Records contained in a dataset:
//! TLS certificate record model.

use super::account::Keypair;
use super::{normalize_domain, RecordId};
use serde::{Deserialize, Serialize};
use serde_json::{Map, Value};

/// Stored certificate document.
///
/// A certificate is "for" every name in `domains` (subject plus altnames).
#[derive(Debug, Clone, PartialEq, Serialize, Deserialize)]
#[serde(rename_all = "camelCase")]
pub struct Certificate {
    pub id: RecordId,
    #[serde(default)]
    pub domains: Vec<String>,
    #[serde(default, skip_serializing_if = "Option::is_none")]
    pub email: Option<String>,
    #[serde(default, skip_serializing_if = "Option::is_none")]
    pub account_id: Option<String>,
    #[serde(default, skip_serializing_if = "Option::is_none")]
    pub cert: Option<String>,
    #[serde(default, skip_serializing_if = "Option::is_none")]
    pub privkey: Option<String>,
    #[serde(default, skip_serializing_if = "Option::is_none")]
    pub chain: Option<String>,
    #[serde(default, skip_serializing_if = "Option::is_none")]
    pub keypair: Option<Keypair>,
    /// Epoch milliseconds, when known exactly.
    #[serde(default, skip_serializing_if = "Option::is_none")]
    pub issued_at: Option<i64>,
    #[serde(default, skip_serializing_if = "Option::is_none")]
    pub expires_at: Option<i64>,
    #[serde(default)]
    pub created: i64,
    #[serde(flatten)]
    pub extra: Map<String, Value>,
}

impl Certificate {
    /// Returns whether `domain` is listed in this certificate's domain set.
    pub fn covers(&self, domain: &str) -> bool {
        normalize_domain(domain).is_some_and(|wanted| {
            self.domains
                .iter()
                .any(|stored| normalize_domain(stored).as_deref() == Some(wanted.as_str()))
        })
    }
}

/// Fields to merge into a certificate. `None` fields are left untouched.
#[derive(Debug, Clone, Default, PartialEq, Serialize, Deserialize)]
#[serde(rename_all = "camelCase")]
pub struct CertificateUpdate {
    /// Replaces the whole domain set when supplied.
    #[serde(default, skip_serializing_if = "Option::is_none")]
    pub domains: Option<Vec<String>>,
    #[serde(default, skip_serializing_if = "Option::is_none")]
    pub email: Option<String>,
    #[serde(default, skip_serializing_if = "Option::is_none")]
    pub account_id: Option<String>,
    #[serde(default, skip_serializing_if = "Option::is_none")]
    pub cert: Option<String>,
    #[serde(default, skip_serializing_if = "Option::is_none")]
    pub privkey: Option<String>,
    #[serde(default, skip_serializing_if = "Option::is_none")]
    pub chain: Option<String>,
    #[serde(default, skip_serializing_if = "Option::is_none")]
    pub issued_at: Option<i64>,
    #[serde(default, skip_serializing_if = "Option::is_none")]
    pub expires_at: Option<i64>,
    #[serde(flatten)]
    pub extra: Map<String, Value>,
}

impl CertificateUpdate {
    /// PEM triple as returned by an ACME order.
    pub fn pems(
        cert: impl Into<String>,
        privkey: impl Into<String>,
        chain: impl Into<String>,
    ) -> Self {
        Self {
            cert: Some(cert.into()),
            privkey: Some(privkey.into()),
            chain: Some(chain.into()),
            ..Self::default()
        }
    }
}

Try it:
Output all the lines above, matching them word for word.

Response box:
//! TLS certificate record model.

use super::account::Keypair;
use super::{normalize_domain, RecordId};
use serde::{Deserialize, Serialize};
use serde_json::{Map, Value};

/// Stored certificate document.
///
/// A certificate is "for" every name in `domains` (subject plus altnames).
#[derive(Debug, Clone, PartialEq, Serialize, Deserialize)]
#[serde(rename_all = "camelCase")]
pub struct Certificate {
    pub id: RecordId,
    #[serde(default)]
    pub domains: Vec<String>,
    #[serde(default, skip_serializing_if = "Option::is_none")]
    pub email: Option<String>,
    #[serde(default, skip_serializing_if = "Option::is_none")]
    pub account_id: Option<String>,
    #[serde(default, skip_serializing_if = "Option::is_none")]
    pub cert: Option<String>,
    #[serde(default, skip_serializing_if = "Option::is_none")]
    pub privkey: Option<String>,
    #[serde(default, skip_serializing_if = "Option::is_none")]
    pub chain: Option<String>,
    #[serde(default, skip_serializing_if = "Option::is_none")]
    pub keypair: Option<Keypair>,
    /// Epoch milliseconds, when known exactly.
    #[serde(default, skip_serializing_if = "Option::is_none")]
    pub issued_at: Option<i64>,
    #[serde(default, skip_serializing_if = "Option::is_none")]
    pub expires_at: Option<i64>,
    #[serde(default)]
    pub created: i64,
    #[serde(flatten)]
    pub extra: Map<String, Value>,
}

impl Certificate {
    /// Returns whether `domain` is listed in this certificate's domain set.
    pub fn covers(&self, domain: &str) -> bool {
        normalize_domain(domain).is_some_and(|wanted| {
            self.domains
                .iter()
                .any(|stored| normalize_domain(stored).as_deref() == Some(wanted.as_str()))
        })
    }
}

/// Fields to merge into a certificate. `None` fields are left untouched.
#[derive(Debug, Clone, Default, PartialEq, Serialize, Deserialize)]
#[serde(rename_all = "camelCase")]
pub struct CertificateUpdate {
    /// Replaces the whole domain set when supplied.
    #[serde(default, skip_serializing_if = "Option::is_none")]
    pub domains: Option<Vec<String>>,
    #[serde(default, skip_serializing_if = "Option::is_none")]
    pub email: Option<String>,
    #[serde(default, skip_serializing_if = "Option::is_none")]
    pub account_id: Option<String>,
    #[serde(default, skip_serializing_if = "Option::is_none")]
    pub cert: Option<String>,
    #[serde(default, skip_serializing_if = "Option::is_none")]
    pub privkey: Option<String>,
    #[serde(default, skip_serializing_if = "Option::is_none")]
    pub chain: Option<String>,
    #[serde(default, skip_serializing_if = "Option::is_none")]
    pub issued_at: Option<i64>,
    #[serde(default, skip_serializing_if = "Option::is_none")]
    pub expires_at: Option<i64>,
    #[serde(flatten)]
    pub extra: Map<String, Value>,
}

impl CertificateUpdate {
    /// PEM triple as returned by an ACME order.
    pub fn pems(
        cert: impl Into<String>,
        privkey: impl Into<String>,
        chain: impl Into<String>,
    ) -> Self {
        Self {
            cert: Some(cert.into()),
            privkey: Some(privkey.into()),
            chain: Some(chain.into()),
            ..Self::default()
        }
    }
}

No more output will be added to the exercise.